AED Frequently Asked Questions
How to maintain and use an AED
Why is my AED beeping?
An AED may beep for several reasons:
- Disconnected electrode pads: If your AED is beeping and requires electrode pads to be pre-connected, make sure your electrode pads are connected to the AED
- Low battery: Check the charge of your battery to see if its life is depleted, and confirm the battery isn't expired. If it's expired, order a replacement battery.
- Expired electrode pads: Check the expiration date of your electrode pads. Electrode pads can dry out with age or if they become unsealed, so it's important to make sure they're in good working order. If they're expired or not usable, replace the electrodes.
- Internal circuitry issue: If everything else checks out, the beeping may be caused by an internal circuitry issue. Contact Heart Saver for help with this.
If you need replacement electrode pads or batteries, contact Heart Saver and one of our friendly team will help you.
What’s this date on my battery?
The date shown on an AED battery can be a manufactured date, install-by date, or expiration date.
Batteries that contain an expiration date should be used and properly disposed of on or before the expiration date listed.
Batteries that contain a manufactured or install-by date should provide power to your AED for a specific number of years (which varies by brand) from the date the battery was installed in your device.

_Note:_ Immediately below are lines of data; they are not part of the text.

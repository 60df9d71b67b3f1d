//! Transcript source abstraction.
//!
//! Provides a trait-based interface for fetching a video's timestamped
//! transcript. Whatever goes wrong inside a source (video missing, captions
//! disabled, network failure) surfaces as a single
//! [`TranscriptUnavailable`](crate::KapitlerError::TranscriptUnavailable)
//! error kind at this boundary.

mod youtube;

pub use youtube::{resolve_video_id, YoutubeTranscripts};

use crate::error::Result;
use async_trait::async_trait;
use serde::{Deserialize, Serialize};

/// One unit of recognized speech with its start offset.
#[derive(Debug, Clone, Serialize, Deserialize, PartialEq)]
pub struct TranscriptSegment {
    /// Start time in seconds.
    pub start_seconds: f64,
    /// The spoken text.
    pub text: String,
}

/// Trait for transcript providers.
#[async_trait]
pub trait TranscriptSource: Send + Sync {
    /// Fetch the ordered transcript segments for a video ID.
    async fn fetch_transcript(&self, video_id: &str) -> Result<Vec<TranscriptSegment>>;
}
//! Gemini text generation client.
//!
//! Talks to the `generateContent` REST endpoint directly; the response is
//! requested as plain text since the chapter grammar is line-oriented.

use super::TextGenerator;
use crate::config::GeminiSettings;
use crate::error::{KapitlerError, Result};
use async_trait::async_trait;
use serde::{Deserialize, Serialize};
use std::time::Duration;
use tracing::debug;

/// Environment variable holding the Gemini API key.
pub const GEMINI_API_KEY_VAR: &str = "GEMINI_API_KEY";

const API_BASE: &str = "https://generativelanguage.googleapis.com/v1beta";

/// Default timeout for Gemini API requests (5 minutes).
const DEFAULT_TIMEOUT_SECS: u64 = 300;

/// Gemini API client.
pub struct GeminiClient {
    http: reqwest::Client,
    api_key: String,
    settings: GeminiSettings,
}

impl GeminiClient {
    /// Create a client from settings, reading the API key from the environment.
    pub fn new(settings: &GeminiSettings) -> Result<Self> {
        Self::with_timeout(settings, Duration::from_secs(DEFAULT_TIMEOUT_SECS))
    }

    /// Create a client with a custom request timeout.
    pub fn with_timeout(settings: &GeminiSettings, timeout: Duration) -> Result<Self> {
        let api_key = std::env::var(GEMINI_API_KEY_VAR)
            .ok()
            .filter(|key| !key.is_empty())
            .ok_or_else(|| {
                KapitlerError::Config(format!(
                    "{} not set. Set it with: export {}='...'",
                    GEMINI_API_KEY_VAR, GEMINI_API_KEY_VAR
                ))
            })?;

        let http = reqwest::Client::builder()
            .timeout(timeout)
            .build()
            .expect("Failed to create HTTP client");

        Ok(Self {
            http,
            api_key,
            settings: settings.clone(),
        })
    }
}

#[async_trait]
impl TextGenerator for GeminiClient {
    async fn generate(&self, prompt: &str) -> Result<String> {
        let url = format!(
            "{}/models/{}:generateContent",
            API_BASE, self.settings.model
        );

        let request = GenerateContentRequest {
            contents: vec![Content {
                parts: vec![Part {
                    text: prompt.to_string(),
                }],
            }],
            generation_config: GenerationConfig {
                temperature: self.settings.temperature,
                top_p: self.settings.top_p,
                top_k: self.settings.top_k,
                max_output_tokens: self.settings.max_output_tokens,
                response_mime_type: "text/plain".to_string(),
            },
        };

        debug!(
            "Requesting {} with {} prompt bytes",
            self.settings.model,
            prompt.len()
        );

        let response = self
            .http
            .post(&url)
            .header("x-goog-api-key", &self.api_key)
            .json(&request)
            .send()
            .await
            .map_err(|e| KapitlerError::GenerationFailed(format!("Request failed: {}", e)))?;

        let status = response.status();
        if !status.is_success() {
            let body = response.text().await.unwrap_or_default();
            return Err(KapitlerError::GenerationFailed(format!(
                "Gemini API returned {}: {}",
                status,
                body.trim()
            )));
        }

        let reply: GenerateContentResponse = response
            .json()
            .await
            .map_err(|e| KapitlerError::GenerationFailed(format!("Malformed response: {}", e)))?;

        let text = reply
            .candidates
            .into_iter()
            .next()
            .map(|candidate| {
                candidate
                    .content
                    .parts
                    .into_iter()
                    .map(|part| part.text)
                    .collect::<String>()
            })
            .filter(|text| !text.is_empty())
            .ok_or_else(|| {
                KapitlerError::GenerationFailed("Empty response from Gemini".to_string())
            })?;

        Ok(text)
    }
}

#[derive(Debug, Serialize)]
struct GenerateContentRequest {
    contents: Vec<Content>,
    #[serde(rename = "generationConfig")]
    generation_config: GenerationConfig,
}

#[derive(Debug, Serialize, Deserialize)]
struct Content {
    parts: Vec<Part>,
}

#[derive(Debug, Serialize, Deserialize)]
struct Part {
    #[serde(default)]
    text: String,
}

#[derive(Debug, Serialize)]
#[serde(rename_all = "camelCase")]
struct GenerationConfig {
    temperature: f32,
    top_p: f32,
    top_k: u32,
    max_output_tokens: u32,
    response_mime_type: String,
}

#[derive(Debug, Deserialize)]
struct GenerateContentResponse {
    #[serde(default)]
    candidates: Vec<Candidate>,
}

#[derive(Debug, Deserialize)]
struct Candidate {
    content: Content,
}

#[cfg(test)]
mod tests {
    use super::*;

    #[test]
    fn test_generation_config_wire_format() {
        let config = GenerationConfig {
            temperature: 0.5,
            top_p: 0.95,
            top_k: 64,
            max_output_tokens: 500,
            response_mime_type: "text/plain".to_string(),
        };

        let json = serde_json::to_value(&config).unwrap();
        assert_eq!(json["temperature"], 0.5);
        assert_eq!(json["topP"], 0.95);
        assert_eq!(json["topK"], 64);
        assert_eq!(json["maxOutputTokens"], 500);
        assert_eq!(json["responseMimeType"], "text/plain");
    }

    #[test]
    fn test_response_text_extraction() {
        let body = r#"{
            "candidates": [
                {"content": {"parts": [{"text": "00:00 Intro\n"}, {"text": "00:30 Topic"}]}}
            ]
        }"#;

        let reply: GenerateContentResponse = serde_json::from_str(body).unwrap();
        let text: String = reply.candidates[0]
            .content
            .parts
            .iter()
            .map(|p| p.text.as_str())
            .collect();
        assert_eq!(text, "00:00 Intro\n00:30 Topic");
    }
}
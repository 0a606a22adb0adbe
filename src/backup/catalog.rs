use std::fs;
use std::path::Path;

use tracing::debug;

use crate::backup::naming::{matches_collection, parse_timestamp, Timestamp};
use crate::error::Result;
use crate::types::{file_name_of, BackupEntry};
use crate::util::paths::{backup_dir_for, list_entries};

/// Backups of `collection_name` found in `dir`, oldest first by embedded
/// timestamp; the file name breaks ties.
///
/// Always read from disk; a missing directory is an empty catalog.
pub fn list(dir: &Path, collection_name: &str) -> Result<Vec<BackupEntry>> {
    let mut backups = Vec::new();
    for path in list_entries(dir)? {
        let name = file_name_of(&path);
        if !matches_collection(&name, collection_name) {
            continue;
        }
        let meta = match fs::metadata(&path) {
            Ok(meta) => meta,
            Err(err) => {
                debug!(path = %path.display(), error = %err, "skip unreadable backup");
                continue;
            }
        };
        if !meta.is_file() {
            continue;
        }
        backups.push(BackupEntry {
            timestamp: parse_timestamp(&name),
            modified: meta.modified()?,
            path,
        });
    }
    backups.sort_by_cached_key(|entry| (entry.timestamp, entry.file_name()));
    Ok(backups)
}

/// Backups belonging to the collection at `collection`, from its sibling
/// `backup/` directory.
pub fn list_for_collection(collection: &Path) -> Result<Vec<BackupEntry>> {
    list(&backup_dir_for(collection), &file_name_of(collection))
}

/// Embedded timestamp of the newest backup whose name parses, scanning
/// back from the most recent.
pub fn last_backup_time(backups: &[BackupEntry]) -> Option<Timestamp> {
    backups.iter().rev().find_map(|entry| entry.timestamp)
}

pub fn latest(backups: &[BackupEntry]) -> Option<&BackupEntry> {
    backups.last()
}
pub mod archive;
pub mod catalog;
pub mod naming;
pub mod restore;
pub mod retention;
pub mod scheduler;

pub use scheduler::{BackupJob, BackupOutcome, BackupScheduler, SkipReason};
use std::path::Path;

use crate::cli::args::{CollectionArgs, QuarantineArgs};
use crate::collection::CollectionPath;
use crate::error::Result;
use crate::vault::Vault;

pub fn run_repair(vault: &Vault, args: CollectionArgs) -> Result<()> {
    let mut collection = CollectionPath::new(&args.collection);
    let moved = vault.repair_coordinator().repair(&mut collection)?;
    println!("{}", repair_report(&args.collection, &moved));
    Ok(())
}

fn repair_report(collection: &Path, moved: &Path) -> String {
    format!(
        "repaired {}\nmoved corrupt file to {}",
        collection.display(),
        moved.display()
    )
}

pub fn run_quarantine(vault: &Vault, args: QuarantineArgs) -> Result<()> {
    let moved = vault
        .quarantine_manager()
        .quarantine(&args.collection, args.siblings)?;
    println!("moved to {}", moved.display());
    Ok(())
}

Helpful hint: For batteries that use a manufactured date or install by date, use a permanent marker to write the date when you installed the battery into the AED. Doing this will allow you to later cross-reference the estimated expiration date and not be forced to remember when you installed the battery years after the fact. Contact us to learn more about how we can use software to help track all of the important expiration dates for your AED program or if you'd like to get answers to your unique situation.
How do I know when my AED’s battery needs to be replaced?
When it comes time to replace your AED's battery, the unit may:
- Fail self-checks
- Have a failing status indicator (red light or mark)
- Not have enough power to operate
These indicate the battery may need replacement.
How do I know my AED is functioning properly?
Most AEDs include a status indicator that allows you to visually determine whether your AED is functioning properly. The status indicator is usually a check mark or flashing light signifying the AED has passed its self-check. All AEDs run self-checks (some daily, some weekly, some monthly), which automatically make sure your AED is functioning properly. Because the AED is performing this automatic self-check, you do not need to turn the device on and off to make sure it's working. In fact, manually turning the AED unit on and off to check its status will drain the battery, thus reducing its useful life. We recommend an annual AED verification check, performed by Heart Saver using our industry-leading analysis equipment. To find out more, visit our AED Verification page.
Should the AED battery be in the machine at all times?
Yes, your AED battery should be in the AED at all times so your AED can run self-checks and verify the AED will be ready in a rescue. In the case of an emergency, every second counts. Finding and inserting the battery into an AED takes up valuable life-saving time.
When my AED arrives, what should I do to set it up?
Since each make and model of AED is slightly different, the most important thing you should do first is read the instruction manual. It will walk you through your AED’s particular setup and first self-test. Make sure you tell your team or group where the AED will be stored, so that EVERYONE knows where to access it in an emergency.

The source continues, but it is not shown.